This prediction presumes that effective early intervention
practices used for other high-risk preschoolers will not be
adequate for alcohol/drug-exposed children and that all
school-age children affected by drug/alcohol exposure will have
to be served in special education programs. Model projects for
preschoolers exposed to cocaine or polydrug use are anticipating,
and even beginning to report, favorable outcomes for these
children in programs that are relying on accepted practices in
early intervention and early childhood special education (L.A.
U.S.D., 1989; Florida Department of Education, 1991; Delapenha,
1991; Powell, 1991). Many of the children in these programs do
not demonstrate deficits or disabilities that would make them
eligible for special education services in school; yet, one
concern is that traditional means of testing may not be effective
in picking up subtle but pervasive problems (Griffith, 1989).
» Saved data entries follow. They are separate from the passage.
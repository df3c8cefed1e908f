//! Circuit instances and the generated-logic capability interface.
//!
//! Generated circuit logic plugs into the runtime through the
//! [`CircuitBehavior`] trait: one hook for combinational evaluation and one
//! for the sequential register commit. The runtime depends only on this
//! interface, never on a specific circuit's fields, so any circuit variant
//! can be driven polymorphically.
//!
//! A [`CircuitInstance`] owns the signal storage, the clock-divisor state,
//! and a per-instance fill generator. Stepping is coalesced: a single
//! [`CircuitInstance::step`] consumes every idle tick up to the next firing
//! in O(1), which is the performance-critical path for long runs with large
//! divisors.

use std::rc::Rc;

use rand::rngs::StdRng;
use rand::{Rng, SeedableRng};
use strobe_common::Bits;

use crate::error::SimError;
use crate::signal::{Signal, SignalDecl};

/// A seeded generator for filling don't-care state.
///
/// Each instance owns its generator; nothing is shared globally or
/// implicitly. Cloning an instance duplicates the generator state, so a
/// checkpoint replays the same fill stream as its source.
#[derive(Clone, Debug)]
pub struct FillRng {
    rng: StdRng,
}

impl FillRng {
    /// Creates a generator from a seed.
    pub fn from_seed(seed: u64) -> Self {
        Self {
            rng: StdRng::seed_from_u64(seed),
        }
    }

    /// Draws a fresh value of the given width.
    pub fn next_bits(&mut self, width: u32) -> Bits {
        let words: Vec<u64> = (0..width.div_ceil(64)).map(|_| self.rng.gen()).collect();
        Bits::from_words(&words, width).expect("signal widths are validated at construction")
    }
}

/// Mutable view of an instance's signals handed to the evaluation hooks.
///
/// Generated code addresses signals by their declaration index.
pub struct EvalContext<'a> {
    signals: &'a mut [Signal],
    rng: &'a mut FillRng,
}

impl<'a> EvalContext<'a> {
    /// Returns the current value of signal `index`.
    ///
    /// # Panics
    ///
    /// Panics if `index` is not a declared signal index.
    pub fn value(&self, index: usize) -> &Bits {
        &self.signals[index].value
    }

    /// Replaces the value of signal `index`.
    ///
    /// # Panics
    ///
    /// Panics if `index` is out of range or the value width does not match
    /// the declared width; generated code computes at declared widths.
    pub fn set(&mut self, index: usize, value: Bits) {
        let signal = &mut self.signals[index];
        assert_eq!(
            value.width(),
            signal.width,
            "value width mismatch on signal '{}'",
            signal.name
        );
        signal.value = value;
    }

    /// Returns the declared width of signal `index`.
    pub fn width(&self, index: usize) -> u32 {
        self.signals[index].width
    }

    /// Fills signal `index` from the instance's generator.
    pub fn fill_random(&mut self, index: usize) {
        let width = self.signals[index].width;
        self.signals[index].value = self.rng.next_bits(width);
    }
}

/// The capability interface a generated circuit exposes to the runtime.
pub trait CircuitBehavior {
    /// The concrete circuit kind, e.g. `"Dot8"`. Snapshot copies are only
    /// permitted between instances of the same kind.
    fn kind(&self) -> &'static str;

    /// The circuit's signals in canonical declaration order.
    fn declare_signals(&self) -> Vec<SignalDecl>;

    /// Recomputes non-register signals from current values.
    ///
    /// `reset` is an ordinary one-bit input; the runtime attaches no
    /// semantics to it.
    fn evaluate_combinational(&self, cx: &mut EvalContext<'_>, reset: bool);

    /// Commits register values. Runs only when the clock divider fires,
    /// before the combinational update of the same firing.
    fn commit_sequential(&self, cx: &mut EvalContext<'_>, reset: bool);
}

/// One simulated circuit: signal storage, divisor state, fill generator,
/// and the behavior that evaluates it.
#[derive(Clone)]
pub struct CircuitInstance {
    behavior: Rc<dyn CircuitBehavior>,
    kind: &'static str,
    signals: Vec<Signal>,
    divisor: u64,
    counter: u64,
    rng: FillRng,
}

impl std::fmt::Debug for CircuitInstance {
    fn fmt(&self, f: &mut std::fmt::Formatter<'_>) -> std::fmt::Result {
        f.debug_struct("CircuitInstance")
            .field("kind", &self.kind)
            .field("signals", &self.signals)
            .field("divisor", &self.divisor)
            .field("counter", &self.counter)
            .field("rng", &self.rng)
            .finish_non_exhaustive()
    }
}

impl CircuitInstance {
    /// Builds an instance of `behavior` with the given clock divisor.
    ///
    /// The divisor is the number of global ticks per circuit evaluation;
    /// zero fails with [`SimError::ZeroDivisor`].
    pub fn new(behavior: Rc<dyn CircuitBehavior>, divisor: u64) -> Result<Self, SimError> {
        if divisor == 0 {
            return Err(SimError::ZeroDivisor);
        }
        let kind = behavior.kind();
        let signals = behavior
            .declare_signals()
            .iter()
            .map(Signal::from_decl)
            .collect::<Result<Vec<_>, _>>()?;
        Ok(Self {
            behavior,
            kind,
            signals,
            divisor,
            counter: divisor,
            rng: FillRng::from_seed(0),
        })
    }

    /// Reseeds the per-instance fill generator.
    pub fn initialize(&mut self, seed: u64) {
        self.rng = FillRng::from_seed(seed);
    }

    /// The concrete circuit kind.
    pub fn kind(&self) -> &'static str {
        self.kind
    }

    /// The signals in declaration order.
    pub fn signals(&self) -> &[Signal] {
        &self.signals
    }

    pub(crate) fn signals_mut(&mut self) -> &mut [Signal] {
        &mut self.signals
    }

    /// The declared clock divisor.
    pub fn divisor(&self) -> u64 {
        self.divisor
    }

    /// Global ticks remaining until the next firing.
    pub fn ticks_until_fire(&self) -> u64 {
        self.counter
    }

    /// Sets a new clock divisor and reloads the live counter from it.
    pub fn set_divisor(&mut self, divisor: u64) -> Result<(), SimError> {
        if divisor == 0 {
            return Err(SimError::ZeroDivisor);
        }
        self.divisor = divisor;
        self.counter = divisor;
        Ok(())
    }

    /// Advances to the next clock firing and returns the global ticks
    /// consumed.
    ///
    /// The remaining divisor-counter ticks are consumed in one jump rather
    /// than iterated, then the sequential commit runs, then the
    /// combinational update, then the counter reloads from the divisor.
    pub fn step(&mut self, reset: bool) -> u64 {
        let consumed = self.counter;
        self.counter = 0;
        let mut cx = EvalContext {
            signals: &mut self.signals,
            rng: &mut self.rng,
        };
        self.behavior.commit_sequential(&mut cx, reset);
        self.behavior.evaluate_combinational(&mut cx, reset);
        self.counter = self.divisor;
        consumed
    }

    /// Copies every signal value plus the divisor state from `other`.
    ///
    /// `other` must be the identical circuit kind; on mismatch the copy
    /// fails with [`SimError::KindMismatch`] before any mutation. The copy
    /// is all-or-nothing — partial copies cannot occur. The fill generator
    /// is not transferred.
    pub fn copy_signals_from(&mut self, other: &CircuitInstance) -> Result<(), SimError> {
        if self.kind != other.kind {
            return Err(SimError::KindMismatch {
                expected: self.kind.to_string(),
                found: other.kind.to_string(),
            });
        }
        debug_assert_eq!(
            self.signals.len(),
            other.signals.len(),
            "same-kind instances share a signal layout"
        );
        for (dst, src) in self.signals.iter_mut().zip(&other.signals) {
            dst.value = src.value.clone();
        }
        self.divisor = other.divisor;
        self.counter = other.counter;
        Ok(())
    }
}

#[cfg(test)]
mod tests {
    use super::*;
    use crate::signal::SignalRole;

    /// Increments `count` on every firing; `io_count` mirrors it.
    struct Counter;

    const CNT_IO_ENABLE: usize = 0;
    const CNT_COUNT: usize = 1;
    const CNT_IO_COUNT: usize = 2;

    impl CircuitBehavior for Counter {
        fn kind(&self) -> &'static str {
            "Counter"
        }

        fn declare_signals(&self) -> Vec<SignalDecl> {
            vec![
                SignalDecl::new("io_enable", 1, SignalRole::Input),
                SignalDecl::new("count", 8, SignalRole::Register),
                SignalDecl::new("io_count", 8, SignalRole::Output),
            ]
        }

        fn evaluate_combinational(&self, cx: &mut EvalContext<'_>, _reset: bool) {
            cx.set(CNT_IO_COUNT, cx.value(CNT_COUNT).clone());
        }

        fn commit_sequential(&self, cx: &mut EvalContext<'_>, reset: bool) {
            if reset {
                cx.set(CNT_COUNT, Bits::new(8).unwrap());
            } else if cx.value(CNT_IO_ENABLE).bit(0).unwrap() {
                let one = Bits::from_u64(1, 8).unwrap();
                cx.set(CNT_COUNT, cx.value(CNT_COUNT).add(&one, 8));
            }
        }
    }

    /// A different kind with the same layout, for mismatch tests.
    struct OtherKind;

    impl CircuitBehavior for OtherKind {
        fn kind(&self) -> &'static str {
            "OtherKind"
        }

        fn declare_signals(&self) -> Vec<SignalDecl> {
            Counter.declare_signals()
        }

        fn evaluate_combinational(&self, _cx: &mut EvalContext<'_>, _reset: bool) {}

        fn commit_sequential(&self, _cx: &mut EvalContext<'_>, _reset: bool) {}
    }

    fn counter_instance(divisor: u64) -> CircuitInstance {
        CircuitInstance::new(Rc::new(Counter), divisor).unwrap()
    }

    fn enable(instance: &mut CircuitInstance) {
        instance.signals_mut()[CNT_IO_ENABLE].value = Bits::from_u64(1, 1).unwrap();
    }

    #[test]
    fn zero_divisor_rejected() {
        assert!(matches!(
            CircuitInstance::new(Rc::new(Counter), 0),
            Err(SimError::ZeroDivisor)
        ));
    }

    #[test]
    fn signals_follow_declaration_order() {
        let inst = counter_instance(1);
        let names: Vec<_> = inst.signals().iter().map(|s| s.name).collect();
        assert_eq!(names, ["io_enable", "count", "io_count"]);
        assert_eq!(inst.kind(), "Counter");
    }

    #[test]
    fn step_runs_sequential_then_combinational() {
        let mut inst = counter_instance(1);
        enable(&mut inst);
        inst.step(false);
        // The commit incremented count; the same firing's combinational
        // update already mirrors it to the output.
        assert_eq!(inst.signals()[CNT_COUNT].value.to_u64(), Some(1));
        assert_eq!(inst.signals()[CNT_IO_COUNT].value.to_u64(), Some(1));
    }

    #[test]
    fn step_coalesces_divisor_ticks() {
        let mut inst = counter_instance(5_000_000);
        enable(&mut inst);
        assert_eq!(inst.ticks_until_fire(), 5_000_000);
        let consumed = inst.step(false);
        assert_eq!(consumed, 5_000_000);
        assert_eq!(inst.signals()[CNT_COUNT].value.to_u64(), Some(1));
        // The counter reloaded; the next firing is another full divisor away.
        assert_eq!(inst.ticks_until_fire(), 5_000_000);
    }

    #[test]
    fn set_divisor_reloads_counter() {
        let mut inst = counter_instance(4);
        inst.set_divisor(7).unwrap();
        assert_eq!(inst.divisor(), 7);
        assert_eq!(inst.ticks_until_fire(), 7);
        assert!(matches!(inst.set_divisor(0), Err(SimError::ZeroDivisor)));
    }

    #[test]
    fn reset_is_passed_through_to_behavior() {
        let mut inst = counter_instance(1);
        enable(&mut inst);
        inst.step(false);
        inst.step(false);
        assert_eq!(inst.signals()[CNT_COUNT].value.to_u64(), Some(2));
        inst.step(true);
        assert_eq!(inst.signals()[CNT_COUNT].value.to_u64(), Some(0));
    }

    #[test]
    fn clone_is_independent() {
        let mut inst = counter_instance(1);
        enable(&mut inst);
        inst.step(false);
        let mut copy = inst.clone();
        copy.step(false);
        copy.step(false);
        assert_eq!(inst.signals()[CNT_COUNT].value.to_u64(), Some(1));
        assert_eq!(copy.signals()[CNT_COUNT].value.to_u64(), Some(3));
    }

    #[test]
    fn copy_signals_from_same_kind() {
        let mut source = counter_instance(3);
        enable(&mut source);
        source.step(false);
        let mut dest = counter_instance(1);
        dest.copy_signals_from(&source).unwrap();
        for (a, b) in dest.signals().iter().zip(source.signals()) {
            assert_eq!(a.value, b.value, "signal '{}'", a.name);
        }
        // Divisor state travels with the values.
        assert_eq!(dest.divisor(), 3);
        assert_eq!(dest.ticks_until_fire(), source.ticks_until_fire());
    }

    #[test]
    fn copy_signals_from_rejects_other_kind() {
        let other = CircuitInstance::new(Rc::new(OtherKind), 1).unwrap();
        let mut dest = counter_instance(1);
        let before: Vec<_> = dest.signals().iter().map(|s| s.value.clone()).collect();
        let err = dest.copy_signals_from(&other).unwrap_err();
        assert!(matches!(err, SimError::KindMismatch { .. }));
        // Nothing was touched.
        for (sig, old) in dest.signals().iter().zip(before) {
            assert_eq!(sig.value, old);
        }
    }

    #[test]
    fn fill_rng_is_deterministic_per_seed() {
        let mut a = FillRng::from_seed(7);
        let mut b = FillRng::from_seed(7);
        let mut c = FillRng::from_seed(8);
        let from_a: Vec<_> = (0..4).map(|_| a.next_bits(33)).collect();
        let from_b: Vec<_> = (0..4).map(|_| b.next_bits(33)).collect();
        assert_eq!(from_a, from_b);
        let from_c: Vec<_> = (0..4).map(|_| c.next_bits(33)).collect();
        assert_ne!(from_a, from_c);
    }

    #[test]
    fn fill_rng_values_are_canonical() {
        let mut rng = FillRng::from_seed(1);
        for _ in 0..10 {
            let v = rng.next_bits(13);
            assert_eq!(v.width(), 13);
            assert!(v.fits_width(13));
        }
    }

    #[test]
    fn initialize_restarts_the_stream() {
        let mut inst = counter_instance(1);
        inst.initialize(42);
        let mut cx = EvalContext {
            signals: &mut inst.signals,
            rng: &mut inst.rng,
        };
        cx.fill_random(CNT_IO_COUNT);
        let first = cx.value(CNT_IO_COUNT).clone();
        inst.initialize(42);
        let mut cx = EvalContext {
            signals: &mut inst.signals,
            rng: &mut inst.rng,
        };
        cx.fill_random(CNT_IO_COUNT);
        assert_eq!(cx.value(CNT_IO_COUNT), &first);
    }
}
A
recent report of the long-term consequences of Fetal Alcohol
Syndrome (FAS) described a full continuum of educational
placements among its school-age subjects, ranging from regular
education, through increasing levels of support services, to
self-contained special education. However, few of the children in
this follow-up study were identified in infancy, and most did not
receive early childhood intervention. Would early intervention
have made a difference in the intensity or duration of special
education services needed? The authors concluded that their
follow-up was primarily testimony to what happens to FAS children
in the absence of special services. "We do not yet know the
levels achievable if proper planning and programming are
available" (Streissguth, La Due, & Randels, 1988). It
remains to be seen what the impact would be if recommendations
from researchers and practitioners studying prenatal substance
abuse were implemented. These recommendations include providing
universal prenatal and postnatal health care for women and
infants; removing barriers that prevent women from getting
treatment for substance abuse; providing full funding for the
early intervention and special education programs mandated by
P.L. 94-142 and P.L. 99-457, along with other programs that have
proven to be effective for high-risk children and their families
(WIC, Head Start, Parents as Teachers, etc.); and putting case
management back into the social service system. As we continue to
look for what may be unique about children who seem affected by
prenatal drug and alcohol exposure, we likewise will be looking
for similarities among children with relevant features and
similar backgrounds. We must learn to identify factors that seem
to protect some children from deleterious outcomes and those that
make them more vulnerable. Descriptions of these children must be
more complex, evaluating their interactions with various care
givers across multiple settings over time. Only then will we be
able to verify whether a profile exists that would be useful in
identifying and treating this high-risk population. We have to
treat as individuals children with a history of prenatal drug and
alcohol exposure. If we continue to categorize them we may be
setting up another obstacle for them to overcome: prejudice.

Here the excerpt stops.